Die seit langem schwelenden Spannungen zwischen dem sunnitischen saudischen Königshaus und der klerikal ausgerichteten schiitischen Führung im Iran haben sich durch die Hinrichtung des prominenten schiitischen Geistlichen und entschiedenen Regimegegners Nimr al-Nimr und 46 weiteren Menschen in Saudi-Arabien verschärft.
Der oberste geistliche und politische Führer Irans, Ajatollah Ali Chamenei, drohte dem saudischen Königshaus mit der «Rache Gottes». Auch die Revolutionsgarden kündigten «scharfe Vergeltung» an. Proteste gegen die Hinrichtung waren daraufhin am Wochenende in Teheran ausser Kontrolle geraten. Demonstranten stürmten und verwüsteten die saudi-arabische Botschaft in der iranischen Hauptstadt.

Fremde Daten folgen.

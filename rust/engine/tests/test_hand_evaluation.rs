use rand::seq::SliceRandom;
use rand::SeedableRng;
use rand_chacha::ChaCha20Rng;

use showdown_engine::cards::{full_deck, parse_cards, Card};
use showdown_engine::errors::GameError;
use showdown_engine::hand::{compare_hands, evaluate, evaluate_five, Category, RankedHand};

fn eval(codes: &str) -> RankedHand {
    evaluate(&parse_cards(codes).unwrap()).unwrap()
}

#[test]
fn detects_royal_flush() {
    let hs = eval("AS KS QS JS 10S 2H 3D");
    assert_eq!(hs.category, Category::StraightFlush);
    assert_eq!(hs.tiebreak, [14, 13, 12, 11, 10]);
    assert_eq!(hs.cards.to_vec(), parse_cards("AS KS QS JS 10S").unwrap());
    assert_eq!(hs.describe(), "Royal Flush");
}

#[test]
fn four_aces_break_ties_on_ace_then_kicker() {
    let hs = eval("AH AD AC AS 2H 3D 4C");
    assert_eq!(hs.category, Category::FourOfAKind);
    assert_eq!(hs.tiebreak[0], 14);
    assert_eq!(hs.tiebreak[1], 4, "best remaining card is the kicker");
    assert_eq!(hs.describe(), "Four of a Kind, Aces");
}

#[test]
fn split_runs_without_a_six_are_high_card() {
    // 2-3-4-5 hearts and 7-8-9 diamonds: no straight, no five of one suit
    let hs = eval("2H 3H 4H 5H 7D 8D 9D");
    assert_eq!(hs.category, Category::HighCard);
    assert_eq!(hs.tiebreak, [9, 8, 7, 5, 4]);
    assert_eq!(hs.describe(), "Nine High");
}

#[test]
fn wheel_straight_plays_ace_low() {
    let wheel = eval("AS 2H 3D 4C 5S 9H 9D");
    assert_eq!(wheel.category, Category::Straight);
    assert_eq!(wheel.tiebreak, [5, 4, 3, 2, 1]);
    assert_eq!(wheel.describe(), "Straight, Five High");

    let six_high = eval("2H 3D 4C 5S 6H 9C KD");
    assert_eq!(six_high.category, Category::Straight);
    assert!(compare_hands(&wheel, &six_high).is_lt());
}

#[test]
fn broadway_straight_plays_ace_high() {
    let hs = eval("AS KH QD JC 10S 3H 2D");
    assert_eq!(hs.category, Category::Straight);
    assert_eq!(hs.tiebreak, [14, 13, 12, 11, 10]);
    assert_eq!(hs.describe(), "Straight, Ace High");
}

#[test]
fn ace_cannot_wrap_around() {
    // Q-K-A-2-3 is not a straight
    let hs = eval("QS KH AD 2C 3S");
    assert_eq!(hs.category, Category::HighCard);
}

#[test]
fn steel_wheel_is_a_straight_flush() {
    let hs = eval("AH 2H 3H 4H 5H KD KC");
    assert_eq!(hs.category, Category::StraightFlush);
    assert_eq!(hs.tiebreak, [5, 4, 3, 2, 1]);
    assert_eq!(hs.describe(), "Straight Flush, Five High");
}

#[test]
fn flush_beats_straight_and_is_detected() {
    let flush = eval("2H 7H JH QH 9H AC KD");
    assert_eq!(flush.category, Category::Flush);
    assert_eq!(flush.tiebreak, [12, 11, 9, 7, 2]);
    let straight = eval("5C 6H 7C 8H 9D 2S 3C");
    assert_eq!(straight.category, Category::Straight);
    assert!(compare_hands(&flush, &straight).is_gt());
}

#[test]
fn flush_picks_top_five_of_six_suited() {
    let hs = eval("2S 4S 6S 8S 10S QS 3D");
    assert_eq!(hs.category, Category::Flush);
    assert_eq!(hs.tiebreak, [12, 10, 8, 6, 4]);
    assert_eq!(hs.describe(), "Flush, Queen High");
}

#[test]
fn two_trips_make_the_higher_full_house() {
    let hs = eval("KH KD KC 10S 10H 10D 2C");
    assert_eq!(hs.category, Category::FullHouse);
    assert_eq!(&hs.tiebreak[..2], &[13, 10]);
    assert_eq!(hs.describe(), "Full House, Kings over Tens");
}

#[test]
fn three_pairs_keep_the_best_kicker() {
    let hs = eval("AH AD KC KS QH QD 2C");
    assert_eq!(hs.category, Category::TwoPair);
    assert_eq!(hs.tiebreak, [14, 13, 12, 0, 0]);
    assert_eq!(hs.describe(), "Two Pair, Aces and Kings");
}

#[test]
fn trips_with_two_kickers() {
    let hs = eval("7H 7D 7C AS 9H 4D 2C");
    assert_eq!(hs.category, Category::ThreeOfAKind);
    assert_eq!(hs.tiebreak, [7, 14, 9, 0, 0]);
    assert_eq!(hs.describe(), "Three of a Kind, Sevens");
}

#[test]
fn pair_kickers_decide_between_equal_pairs() {
    let king_kicker = eval("AH AD KC 9S 7H 4D 2C");
    let queen_kicker = eval("AS AC QC 9D 7D 4H 2S");
    assert_eq!(king_kicker.category, Category::Pair);
    assert_eq!(king_kicker.tiebreak, [14, 13, 9, 7, 0]);
    assert_eq!(king_kicker.describe(), "Pair of Aces");
    assert!(compare_hands(&king_kicker, &queen_kicker).is_gt());
}

#[test]
fn category_ordering_is_correct() {
    let ladder = [
        eval("AH KD 9C 7S 5H 3D 2C"),
        eval("2H 2D 9C 7S 5H 3D KC"),
        eval("2H 2D 3C 3S 5H 9D KC"),
        eval("2H 2D 2C 7S 5H 9D KC"),
        eval("2H 3D 4C 5S 6H 9D KC"),
        eval("2H 7H 9H JH KH 3D 4C"),
        eval("2H 2D 2C 3S 3H 9D KC"),
        eval("2H 2D 2C 2S 5H 9D KC"),
        eval("2H 3H 4H 5H 6H 9D KC"),
    ];
    for (i, pair) in ladder.windows(2).enumerate() {
        assert_eq!(pair[0].category as usize, i);
        assert!(pair[0] < pair[1], "{:?} should lose to {:?}", pair[0], pair[1]);
    }
}

#[test]
fn same_key_from_different_cards_is_equal() {
    let a = eval("2H 3D 10C JD QH KS AC");
    let b = eval("2S 3C 10C JD QH KS AC");
    assert_eq!(a, b);
    assert!(compare_hands(&a, &b).is_eq());
}

#[test]
fn five_and_six_card_inputs_are_accepted() {
    assert_eq!(eval("AS AH 3D 4C 9S").category, Category::Pair);
    assert_eq!(eval("AS AH 3D 3C 9S 9H").category, Category::TwoPair);
    let five = parse_cards("AS AH 3D 4C 9S").unwrap();
    let arr: [Card; 5] = five.clone().try_into().unwrap();
    assert_eq!(evaluate_five(&arr), evaluate(&five).unwrap());
}

#[test]
fn rejects_too_few_or_too_many_cards() {
    let four = parse_cards("AS AH 3D 4C").unwrap();
    assert_eq!(evaluate(&four).unwrap_err(), GameError::InvalidInputSize(4));
    let eight = parse_cards("AS AH 3D 4C 5C 6C 7C 8C").unwrap();
    assert_eq!(evaluate(&eight).unwrap_err(), GameError::InvalidInputSize(8));
    assert_eq!(evaluate(&[]).unwrap_err(), GameError::InvalidInputSize(0));
}

#[test]
fn evaluation_ignores_input_order() {
    let mut rng = ChaCha20Rng::seed_from_u64(2024);
    for _ in 0..200 {
        let mut deck = full_deck();
        deck.shuffle(&mut rng);
        let mut seven: Vec<Card> = deck[..7].to_vec();
        let reference = evaluate(&seven).unwrap();
        for _ in 0..10 {
            seven.shuffle(&mut rng);
            let again = evaluate(&seven).unwrap();
            assert_eq!(again, reference);
            assert_eq!(again.category, reference.category);
            assert_eq!(again.tiebreak, reference.tiebreak);
            assert_eq!(again.cards, reference.cards, "chosen five must not depend on order");
        }
    }
}

#[test]
fn best_hand_is_at_least_every_five_card_subset() {
    let mut rng = ChaCha20Rng::seed_from_u64(99);
    for _ in 0..50 {
        let mut deck = full_deck();
        deck.shuffle(&mut rng);
        let seven = &deck[..7];
        let best = evaluate(seven).unwrap();
        for skip_a in 0..7 {
            for skip_b in skip_a + 1..7 {
                let five: Vec<Card> = seven
                    .iter()
                    .enumerate()
                    .filter(|(i, _)| *i != skip_a && *i != skip_b)
                    .map(|(_, c)| *c)
                    .collect();
                let arr: [Card; 5] = five.try_into().unwrap();
                assert!(evaluate_five(&arr) <= best);
            }
        }
        let chosen = best.cards;
        assert!(chosen.iter().all(|c| seven.contains(c)));
        assert_eq!(evaluate_five(&chosen), best);
    }
}

#[test]
fn independent_evaluations_run_concurrently() {
    let hands = [
        "AS KS QS JS 10S 2H 3D",
        "AH AD AC AS 2H 3D 4C",
        "2H 3H 4H 5H 7D 8D 9D",
        "AS 2H 3D 4C 5S 9H 9D",
    ];
    let expected: Vec<RankedHand> = hands.iter().map(|h| eval(h)).collect();
    let results: Vec<RankedHand> = std::thread::scope(|s| {
        let workers: Vec<_> = hands.iter().map(|h| s.spawn(move || eval(h))).collect();
        workers.into_iter().map(|w| w.join().unwrap()).collect()
    });
    assert_eq!(results, expected);
}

Das saudische Königshaus reagierte mit dem Abbruch der diplomatischen Beziehungen und der Ausweisung iranischer Diplomaten. Dem schlossen sich heute die ebenfalls sunnitische Golfmonarchie Bahrain und der Sudan an. Die Vereinigten Arabischen Emirate stuften die diplomatischen Beziehungen zum Iran herab.
Auch die deutsche Regierung zeigte sich besorgt über die Entwicklung. «Die Beziehungen zwischen Saudi-Arabien und Iran sind von grundlegender Bedeutung für die Lösung der Krisen in Syrien, im Jemen und für die Stabilität der gesamten Region», sagte Regierungssprecher Steffen Seibert.
Teheran unterstützt im Gegensatz zu Riad in Syrien Machthaber Baschar al-Assad und im Jemen die schiitischen Huthi-Rebellen, die von einer von Saudi-Arabien angeführten Militärkoalition bekämpft werden.
In Moskau erklärte ein nicht namentlich genannter Mitarbeiter des Aussenministeriums der Agentur RIA, sein Land stehe als Vermittler zur Verfügung. Moskau unterhält enge Beziehungen zum Iran und hat sowohl bei dessen Einbeziehung in die Suche nach einer Lösung des Syrien-Konflikts wie auch beim Kompromiss um das iranische Atomprogramm eine entscheidende Rolle gespielt.
Auch das in der Nahost-Region gewöhnlich zurückhaltende China zeigte sich alarmiert: Man sei hochgradig besorgt, dass der Konflikt sich ausweiten könnte, erklärte das Aussenministerium in Peking. China zählt zu den grössten Ölimporteuren. Zuvor hatten schon die USA die Regierungen in der gesamten Region aufgerufen, ihren Einfluss geltend zu machen, um die Lage zu beruhigen.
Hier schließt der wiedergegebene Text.